Main Types and Symptoms of Schizophrenia
According to research from the American Addiction Centers, schizophrenia is diagnosed in an estimated 3.2 million individuals in the U.S. Although it’s considered one of the rarer mental health diseases, the symptoms of schizophrenia can present as severe in nature, resulting in patients that display:
- Paranoid delusions
- Confused thinking
- Withdrawal from society
- Strange behaviors
- Disorganized speech
- Apathy or lack of motivation
- Hallucinations or hearing voices
- Partial or total detachment from reality
Schizophrenia occurs in multiple types with differentiating symptoms, however, the Diagnostic and Statistical Manual of Mental Disorders now recognizes and classifies all five types as simply schizophrenia:
1. Childhood schizophrenia
Schizophrenia that strikes a patient in childhood, typically younger than 10 years old is considered childhood schizophrenia. This very rare type of the disease displays very extreme symptoms of hallucinations, difficulty sleeping, irritability, total withdrawal, abnormal behavior, and loss of motivation.

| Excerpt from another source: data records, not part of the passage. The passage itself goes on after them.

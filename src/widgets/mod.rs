//! UI Widgets - modular, reusable UI components
//!
//! Widgets render from borrowed state and report user intent through
//! the EventEmitter; the app applies it.

pub mod status;
pub mod swatches;
pub mod viewer;
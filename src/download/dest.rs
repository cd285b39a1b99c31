use crate::{HarvestError, Result};
use std::path::{Path, PathBuf};
use url::Url;

/// Derives the local destination for a file URL under the download root
///
/// The URL's path component, with its leading slash stripped, becomes the
/// relative path under `output_dir`. Empty and `.` segments are dropped; a
/// `..` segment or an empty path is rejected, since the destination must stay
/// inside the download root.
pub fn destination_for(output_dir: &Path, file_url: &str) -> Result<PathBuf> {
    let url = Url::parse(file_url).map_err(|e| HarvestError::Download {
        url: file_url.to_string(),
        message: format!("unparseable URL: {}", e),
    })?;

    let mut dest = output_dir.to_path_buf();
    for segment in url.path().split('/') {
        if segment.is_empty() || segment == "." {
            continue;
        }
        if segment == ".." {
            return Err(HarvestError::Download {
                url: file_url.to_string(),
                message: "URL path contains a traversal segment".to_string(),
            });
        }
        dest.push(segment);
    }

    if dest == output_dir {
        return Err(HarvestError::Download {
            url: file_url.to_string(),
            message: "URL has no path to derive a destination from".to_string(),
        });
    }

    Ok(dest)
}
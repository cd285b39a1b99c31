use serde::{Deserialize, Serialize};

/// Download status of a manifest entry
///
/// Within a single download attempt the status only moves forward from
/// `Discovered` to one of the terminal states; a later run may revise it
/// again, since remote content can change between runs.
#[derive(Debug, Clone, Copy, PartialEq, Eq, Serialize, Deserialize)]
#[serde(rename_all = "snake_case")]
pub enum FileStatus {
    /// Link was seen during a crawl but content has not been fetched
    Discovered,

    /// Content was fetched and written to disk
    Downloaded,

    /// Conditional check matched stored ETag/Last-Modified; content not fetched
    SkippedUnchanged,

    /// The last download attempt for this entry failed
    Failed,
}

impl Default for FileStatus {
    fn default() -> Self {
        FileStatus::Discovered
    }
}

/// A single harvested-file record, keyed by its normalized URL
///
/// One entry is serialized per line of the manifest file. Every field except
/// `file_url` is revised by later phases; absent fields serialize as null.
#[derive(Debug, Clone, Serialize, Deserialize)]
pub struct ManifestEntry {
    /// Normalized file URL, the immutable identity key
    pub file_url: String,

    /// Page that linked this file (last discovery wins)
    pub source_page: Option<String>,

    /// ISO-8601 timestamp of the most recent discovery
    pub discovered_at: Option<String>,

    /// Local destination path, set on successful download
    #[serde(default)]
    pub file_path: Option<String>,

    #[serde(default)]
    pub status: FileStatus,

    #[serde(default)]
    pub http_status: Option<u16>,

    #[serde(default)]
    pub etag: Option<String>,

    #[serde(default)]
    pub last_modified: Option<String>,

    /// Lowercase hex SHA-256 of the downloaded content
    #[serde(default)]
    pub sha256: Option<String>,

    #[serde(default)]
    pub size_bytes: Option<u64>,
}

impl ManifestEntry {
    /// Creates a freshly discovered entry with no download metadata
    pub fn discovered(file_url: &str, source_page: &str, discovered_at: &str) -> Self {
        Self {
            file_url: file_url.to_string(),
            source_page: Some(source_page.to_string()),
            discovered_at: Some(discovered_at.to_string()),
            file_path: None,
            status: FileStatus::Discovered,
            http_status: None,
            etag: None,
            last_modified: None,
            sha256: None,
            size_bytes: None,
        }
    }
}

2. Catatonic schizophrenia
Catatonic schizophrenia, or simply catatonia, is prone to patients with existing diagnosis of depression or bipolar disorder. Patients with this type typically go through periods of extreme behavior where they are completely withdrawn and inactive (i.e., virtually no movement or speech) at one moment—and excessively active, talkative, and beyond excited at the next moment. These extremes are known as catatonic stupor vs. catatonic excitement.

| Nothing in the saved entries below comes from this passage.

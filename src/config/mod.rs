//! Configuration loading and validation
//!
//! Configuration is supplied once per run from a YAML file and is immutable
//! thereafter. Every field except the start URL and allowed domain carries a
//! default, so a minimal config is two lines.

mod parser;
mod types;
mod validation;

pub use parser::load_config;
pub use types::Config;
pub use validation::validate;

3. Schizoaffective disorder
Schizoaffective disorder describes a form of schizophrenia patient that experiences both psychotic and mood-based symptoms at the same time. According to mental health experts, a patient diagnosed with schizoaffective disorder experiences depression and mania (mood-based symptoms) as well as delusions and hallucinations (psychosis) together for roughly the same amount of time.
4. Paranoid schizophrenia
Deemed the most prevalent form of schizophrenia, paranoid schizophrenics are exactly that paranoid, and they display delusionally protective behaviours even towards long term, well meaning friends and family who they mistakenly view as threats. Paranoid schizophrenics are often overtaken by false beliefs and delusions that others are trying to harm them or their loved ones.

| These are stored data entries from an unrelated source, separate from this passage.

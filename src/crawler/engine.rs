use crate::config::Config;
use crate::crawler::fetcher::{build_http_client, fetch_page_with_retries};
use crate::crawler::parser::extract_links;
use crate::robots::{fetch_robots, RobotsPolicy};
use crate::state::CrawlState;
use crate::url::{extension_of, in_domain, matches_extension, normalize_url};
use crate::Result;
use chrono::Utc;
use reqwest::Client;
use std::collections::{BTreeMap, VecDeque};
use std::time::Duration;
use tokio::time::sleep;
use url::Url;

/// Outcome of a discovery run, for reporting only
#[derive(Debug, Default)]
pub struct DiscoveryReport {
    /// Pages successfully fetched this run; failed fetch attempts enter the
    /// visited set but are not counted here
    pub pages_visited: usize,

    /// Discovered file-link occurrences keyed by lowercase extension
    pub discovered: BTreeMap<String, usize>,
}

/// Runs the discovery phase against the configured site
///
/// Loads persisted state, crawls breadth-first from the start URL until the
/// frontier is exhausted or the page cap is reached, and saves state back
/// exactly once at the end. Re-invocation merges into the existing manifest.
pub async fn discover(config: &Config) -> Result<DiscoveryReport> {
    let mut state = CrawlState::load(&config.state_dir)?;
    let client = build_http_client(&config.user_agent, config.timeout_sec)?;

    let robots = if config.respect_robots_txt {
        fetch_robots(&client, &config.start_url).await
    } else {
        None
    };

    let mut engine = CrawlEngine::new(config, client, robots);
    let report = engine.run(&mut state).await;
    state.save()?;

    tracing::info!(
        "Discovery finished: {} pages visited, {} file links in manifest",
        report.pages_visited,
        state.manifest.len()
    );

    Ok(report)
}

/// Breadth-first traversal over in-scope pages
struct CrawlEngine<'a> {
    config: &'a Config,
    client: Client,
    robots: Option<RobotsPolicy>,
    frontier: VecDeque<(String, u32)>,
    pages_visited: usize,
    discovered: BTreeMap<String, usize>,
}

impl<'a> CrawlEngine<'a> {
    fn new(config: &'a Config, client: Client, robots: Option<RobotsPolicy>) -> Self {
        let mut frontier = VecDeque::new();
        frontier.push_back((config.start_url.clone(), 0));
        Self {
            config,
            client,
            robots,
            frontier,
            pages_visited: 0,
            discovered: BTreeMap::new(),
        }
    }

    /// Drains the frontier until it empties or the page cap is reached
    ///
    /// Per popped URL: normalize, then discard if already visited, too deep,
    /// out of scope, or disallowed by robots (robots discards are logged and
    /// never marked visited). Otherwise fetch with retries; a fetch that
    /// fails after retries marks the URL visited so it cannot be requeued
    /// this run. The visited set is the only cycle protection needed, since
    /// it prevents re-enqueueing.
    async fn run(&mut self, state: &mut CrawlState) -> DiscoveryReport {
        loop {
            if self.pages_visited >= self.config.max_pages {
                tracing::info!("Page cap of {} reached", self.config.max_pages);
                break;
            }
            let Some((raw_url, depth)) = self.frontier.pop_front() else {
                break;
            };

            let norm = match normalize_url(&raw_url, self.config.ignore_query_params) {
                Ok(n) => n,
                Err(e) => {
                    tracing::debug!("Skipping unnormalizable URL {}: {}", raw_url, e);
                    continue;
                }
            };

            if state.is_visited(&norm) || depth > self.config.max_depth {
                continue;
            }
            if !in_domain(&norm, &self.config.allowed_domain, self.config.follow_subdomains) {
                continue;
            }
            if let Some(robots) = &self.robots {
                if !robots.is_allowed(&norm, &self.config.user_agent) {
                    tracing::info!("Blocked by robots: {}", norm);
                    continue;
                }
            }

            match fetch_page_with_retries(&self.client, &norm, self.config.retries).await {
                Ok(page) => {
                    state.mark_visited(&norm);
                    self.pages_visited += 1;
                    tracing::debug!("Visited {} (HTTP {})", norm, page.status);

                    if page.content_type.contains("text/html") {
                        self.process_links(state, &norm, &page.body, depth);
                    }
                }
                Err(err) => {
                    // Visited-but-failed: prevents retry loops for the rest
                    // of this run.
                    tracing::warn!("Failed to fetch {}: {}", norm, err);
                    state.mark_visited(&norm);
                }
            }

            self.rate_limit().await;
        }

        DiscoveryReport {
            pages_visited: self.pages_visited,
            discovered: std::mem::take(&mut self.discovered),
        }
    }

    /// Classifies the outbound links of a fetched page
    ///
    /// File links are upserted into the manifest (merge semantics: prior
    /// download metadata survives re-discovery); everything else not yet
    /// visited joins the frontier one level deeper.
    fn process_links(&mut self, state: &mut CrawlState, page_url: &str, body: &str, depth: u32) {
        let base = match Url::parse(page_url) {
            Ok(url) => url,
            Err(_) => return,
        };
        let discovered_at = Utc::now().to_rfc3339();

        for link in extract_links(body, &base) {
            let link_norm = match normalize_url(&link, self.config.ignore_query_params) {
                Ok(n) => n,
                Err(_) => continue,
            };

            if matches_extension(&link_norm, &self.config.allowed_extensions) {
                if let Some(ext) = extension_of(&link_norm) {
                    *self.discovered.entry(ext).or_insert(0) += 1;
                }
                state.record_discovery(&link_norm, page_url, &discovered_at);
                tracing::debug!("Discovered file link {}", link_norm);
            } else if !state.is_visited(&link_norm) {
                self.frontier.push_back((link_norm, depth + 1));
            }
        }
    }

    /// Fixed sleep separating successive page fetches
    ///
    /// Applies after every popped URL that caused a network call, including
    /// fetch failures and non-HTML responses.
    async fn rate_limit(&self) {
        if self.config.rate_limit_sec > 0.0 {
            sleep(Duration::from_secs_f64(self.config.rate_limit_sec)).await;
        }
    }
}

5. Hebephrenic schizophrenia
Also known as disorganized schizophrenia, patients diagnosed with this form of the disease often display an illogical and unorganized series of thoughts and behaviors. They may speak incoherently, seem disorganized or lost when performing routine daily tasks (i.e., shopping, cooking meals, etc.) which can cause them to become extremely frustrated and sometimes angry.